WHAT YOU SHOULD DO
Restate each entry shown beneath this instruction, keeping its wording intact.

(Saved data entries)
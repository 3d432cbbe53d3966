//! End-to-end tests that drive the compiled `podrag` binary against a
//! temporary corpus and config. Commands that need a live provider are
//! covered in `tests/engine.rs` with stubs; these cover the offline
//! surface: config validation, corpus listing, and index inspection.

use std::fs;
use std::path::{Path, PathBuf};
use std::process::Command;
use tempfile::TempDir;

use podrag::chunk::chunk_text;
use podrag::models::VectorIndex;
use podrag::store;

fn podrag_binary() -> PathBuf {
    let mut path = std::env::current_exe().unwrap();
    path.pop(); // remove test binary name
    path.pop(); // remove deps/
    path.push("podrag");
    path
}

fn setup_test_env() -> (TempDir, PathBuf) {
    let tmp = TempDir::new().unwrap();
    let root = tmp.path().to_path_buf();

    let config_dir = root.join("config");
    fs::create_dir_all(&config_dir).unwrap();

    let transcripts = root.join("transcripts");
    fs::create_dir_all(&transcripts).unwrap();
    fs::write(
        transcripts.join("ep1_transcript.txt"),
        "Paris is the capital of France.\n\nThe guest talks about visiting it.",
    )
    .unwrap();
    fs::write(
        transcripts.join("ep2_transcript.txt"),
        "Lyon is a city in France.\n\nIt comes up around minute forty.",
    )
    .unwrap();

    // Fixture files must never be ingested
    let fixtures = transcripts.join("test_data");
    fs::create_dir_all(&fixtures).unwrap();
    fs::write(fixtures.join("eval_transcript.txt"), "held-out fixture").unwrap();

    let config_content = format!(
        r#"[index]
dir = "{root}/index_store"

[corpus]
root = "{root}/transcripts"
include_globs = ["**/*.txt"]

[chunking]
max_tokens = 700

[retrieval]
top_k = 2

[embedding]
base_url = "http://127.0.0.1:1/v1"
model = "stub-embedder"
dims = 3
api_key_env = ""

[generation]
base_url = "http://127.0.0.1:1/v1"
model = "stub-generator"
"#,
        root = root.display()
    );

    let config_path = config_dir.join("podrag.toml");
    fs::write(&config_path, config_content).unwrap();

    (tmp, config_path)
}

fn run_podrag(config_path: &Path, args: &[&str]) -> (String, String, bool) {
    let binary = podrag_binary();
    let output = Command::new(&binary)
        .arg("--config")
        .arg(config_path.to_str().unwrap())
        .args(args)
        .output()
        .unwrap_or_else(|e| panic!("Failed to run podrag binary at {:?}: {}", binary, e));

    let stdout = String::from_utf8_lossy(&output.stdout).to_string();
    let stderr = String::from_utf8_lossy(&output.stderr).to_string();
    let success = output.status.success();
    (stdout, stderr, success)
}

/// Persist a small, valid index the way a build would, without a provider.
fn persist_stub_index(index_dir: &Path) {
    let mut chunks = chunk_text("ep1_transcript.txt", "Paris is the capital of France.", 700);
    for chunk in &mut chunks {
        chunk.vector = vec![1.0, 0.0, 0.5];
    }
    let index = VectorIndex {
        embedding_model: "stub-embedder".to_string(),
        dims: 3,
        built_at: 1_700_000_000,
        chunks,
    };
    store::save(&index, index_dir).unwrap();
}

#[test]
fn test_corpus_lists_transcripts() {
    let (_tmp, config_path) = setup_test_env();

    let (stdout, stderr, success) = run_podrag(&config_path, &["corpus"]);
    assert!(success, "corpus failed: stdout={}, stderr={}", stdout, stderr);
    assert!(stdout.contains("documents: 2"));
    assert!(stdout.contains("ep1_transcript.txt"));
    assert!(stdout.contains("ep2_transcript.txt"));
    assert!(stdout.contains("modified"));
}

#[test]
fn test_corpus_excludes_test_data() {
    let (_tmp, config_path) = setup_test_env();

    let (stdout, _, success) = run_podrag(&config_path, &["corpus"]);
    assert!(success);
    assert!(!stdout.contains("eval_transcript.txt"));
}

#[test]
fn test_index_status_without_persisted_index() {
    let (_tmp, config_path) = setup_test_env();

    let (stdout, _, success) = run_podrag(&config_path, &["index", "status"]);
    assert!(success);
    assert!(stdout.contains("no persisted index"));
}

#[test]
fn test_index_status_with_persisted_index() {
    let (tmp, config_path) = setup_test_env();
    persist_stub_index(&tmp.path().join("index_store"));

    let (stdout, stderr, success) = run_podrag(&config_path, &["index", "status"]);
    assert!(success, "status failed: stdout={}, stderr={}", stdout, stderr);
    assert!(stdout.contains("chunks: 1"));
    assert!(stdout.contains("model: stub-embedder"));
    assert!(stdout.contains("dims: 3"));
}

#[test]
fn test_index_status_rejects_corrupt_manifest() {
    let (tmp, config_path) = setup_test_env();
    let index_dir = tmp.path().join("index_store");
    fs::create_dir_all(&index_dir).unwrap();
    fs::write(index_dir.join(store::MANIFEST_FILE), "not json").unwrap();

    let (_, stderr, success) = run_podrag(&config_path, &["index", "status"]);
    assert!(!success);
    assert!(stderr.contains("corrupt"));
}

#[test]
fn test_placeholder_file_does_not_count_as_index() {
    let (tmp, config_path) = setup_test_env();
    let index_dir = tmp.path().join("index_store");
    fs::create_dir_all(&index_dir).unwrap();
    fs::write(index_dir.join(".gitkeep"), "").unwrap();

    let (stdout, _, success) = run_podrag(&config_path, &["index", "status"]);
    assert!(success);
    assert!(stdout.contains("no persisted index"));
}

#[test]
fn test_invalid_config_rejected() {
    let (_tmp, config_path) = setup_test_env();
    let content = fs::read_to_string(&config_path).unwrap();
    fs::write(&config_path, content.replace("dims = 3", "dims = 0")).unwrap();

    let (_, stderr, success) = run_podrag(&config_path, &["index", "status"]);
    assert!(!success);
    assert!(stderr.contains("embedding.dims must be > 0"));
}

#[test]
fn test_missing_config_rejected() {
    let tmp = TempDir::new().unwrap();
    let config_path = tmp.path().join("nope.toml");

    let (_, _, success) = run_podrag(&config_path, &["corpus"]);
    assert!(!success);
}

#[test]
fn test_ask_rejects_empty_question() {
    let (_tmp, config_path) = setup_test_env();

    let (_, stderr, success) = run_podrag(&config_path, &["ask", "   "]);
    assert!(!success);
    assert!(stderr.contains("must not be empty"));
}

WRITTEN ANSWER
repository 3d432cbbe53d3966
//! End-to-end tests that drive the compiled `podrag` binary against a
//! temporary corpus and config. Commands that need a live provider are
//! covered in `tests/engine.rs` with stubs; these cover the offline
//! surface: config validation, corpus listing, and index inspection.

use std::fs;
use std::path::{Path, PathBuf};
use std::process::Command;
use tempfile::TempDir;

use podrag::chunk::chunk_text;
use podrag::models::VectorIndex;
use podrag::store;

fn podrag_binary() -> PathBuf {
    let mut path = std::env::current_exe().unwrap();
    path.pop(); // remove test binary name
    path.pop(); // remove deps/
    path.push("podrag");
    path
}

fn setup_test_env() -> (TempDir, PathBuf) {
    let tmp = TempDir::new().unwrap();
    let root = tmp.path().to_path_buf();

    let config_dir = root.join("config");
    fs::create_dir_all(&config_dir).unwrap();

    let transcripts = root.join("transcripts");
    fs::create_dir_all(&transcripts).unwrap();
    fs::write(
        transcripts.join("ep1_transcript.txt"),
        "Paris is the capital of France.\n\nThe guest talks about visiting it.",
    )
    .unwrap();
    fs::write(
        transcripts.join("ep2_transcript.txt"),
        "Lyon is a city in France.\n\nIt comes up around minute forty.",
    )
    .unwrap();

    // Fixture files must never be ingested
    let fixtures = transcripts.join("test_data");
    fs::create_dir_all(&fixtures).unwrap();
    fs::write(fixtures.join("eval_transcript.txt"), "held-out fixture").unwrap();

    let config_content = format!(
        r#"[index]
dir = "{root}/index_store"

[corpus]
root = "{root}/transcripts"
include_globs = ["**/*.txt"]

[chunking]
max_tokens = 700

[retrieval]
top_k = 2

[embedding]
base_url = "http://127.0.0.1:1/v1"
model = "stub-embedder"
dims = 3
api_key_env = ""

[generation]
base_url = "http://127.0.0.1:1/v1"
model = "stub-generator"
"#,
        root = root.display()
    );

    let config_path = config_dir.join("podrag.toml");
    fs::write(&config_path, config_content).unwrap();

    (tmp, config_path)
}

fn run_podrag(config_path: &Path, args: &[&str]) -> (String, String, bool) {
    let binary = podrag_binary();
    let output = Command::new(&binary)
        .arg("--config")
        .arg(config_path.to_str().unwrap())
        .args(args)
        .output()
        .unwrap_or_else(|e| panic!("Failed to run podrag binary at {:?}: {}", binary, e));

    let stdout = String::from_utf8_lossy(&output.stdout).to_string();
    let stderr = String::from_utf8_lossy(&output.stderr).to_string();
    let success = output.status.success();
    (stdout, stderr, success)
}

/// Persist a small, valid index the way a build would, without a provider.
fn persist_stub_index(index_dir: &Path) {
    let mut chunks = chunk_text("ep1_transcript.txt", "Paris is the capital of France.", 700);
    for chunk in &mut chunks {
        chunk.vector = vec![1.0, 0.0, 0.5];
    }
    let index = VectorIndex {
        embedding_model: "stub-embedder".to_string(),
        dims: 3,
        built_at: 1_700_000_000,
        chunks,
    };
    store::save(&index, index_dir).unwrap();
}

#[test]
fn test_corpus_lists_transcripts() {
    let (_tmp, config_path) = setup_test_env();

    let (stdout, stderr, success) = run_podrag(&config_path, &["corpus"]);
    assert!(success, "corpus failed: stdout={}, stderr={}", stdout, stderr);
    assert!(stdout.contains("documents: 2"));
    assert!(stdout.contains("ep1_transcript.txt"));
    assert!(stdout.contains("ep2_transcript.txt"));
    assert!(stdout.contains("modified"));
}

#[test]
fn test_corpus_excludes_test_data() {
    let (_tmp, config_path) = setup_test_env();

    let (stdout, _, success) = run_podrag(&config_path, &["corpus"]);
    assert!(success);
    assert!(!stdout.contains("eval_transcript.txt"));
}

#[test]
fn test_index_status_without_persisted_index() {
    let (_tmp, config_path) = setup_test_env();

    let (stdout, _, success) = run_podrag(&config_path, &["index", "status"]);
    assert!(success);
    assert!(stdout.contains("no persisted index"));
}

#[test]
fn test_index_status_with_persisted_index() {
    let (tmp, config_path) = setup_test_env();
    persist_stub_index(&tmp.path().join("index_store"));

    let (stdout, stderr, success) = run_podrag(&config_path, &["index", "status"]);
    assert!(success, "status failed: stdout={}, stderr={}", stdout, stderr);
    assert!(stdout.contains("chunks: 1"));
    assert!(stdout.contains("model: stub-embedder"));
    assert!(stdout.contains("dims: 3"));
}

#[test]
fn test_index_status_rejects_corrupt_manifest() {
    let (tmp, config_path) = setup_test_env();
    let index_dir = tmp.path().join("index_store");
    fs::create_dir_all(&index_dir).unwrap();
    fs::write(index_dir.join(store::MANIFEST_FILE), "not json").unwrap();

    let (_, stderr, success) = run_podrag(&config_path, &["index", "status"]);
    assert!(!success);
    assert!(stderr.contains("corrupt"));
}

#[test]
fn test_placeholder_file_does_not_count_as_index() {
    let (tmp, config_path) = setup_test_env();
    let index_dir = tmp.path().join("index_store");
    fs::create_dir_all(&index_dir).unwrap();
    fs::write(index_dir.join(".gitkeep"), "").unwrap();

    let (stdout, _, success) = run_podrag(&config_path, &["index", "status"]);
    assert!(success);
    assert!(stdout.contains("no persisted index"));
}

#[test]
fn test_invalid_config_rejected() {
    let (_tmp, config_path) = setup_test_env();
    let content = fs::read_to_string(&config_path).unwrap();
    fs::write(&config_path, content.replace("dims = 3", "dims = 0")).unwrap();

    let (_, stderr, success) = run_podrag(&config_path, &["index", "status"]);
    assert!(!success);
    assert!(stderr.contains("embedding.dims must be > 0"));
}

#[test]
fn test_missing_config_rejected() {
    let tmp = TempDir::new().unwrap();
    let config_path = tmp.path().join("nope.toml");

    let (_, _, success) = run_podrag(&config_path, &["corpus"]);
    assert!(!success);
}

#[test]
fn test_ask_rejects_empty_question() {
    let (_tmp, config_path) = setup_test_env();

    let (_, stderr, success) = run_podrag(&config_path, &["ask", "   "]);
    assert!(!success);
    assert!(stderr.contains("must not be empty"));
}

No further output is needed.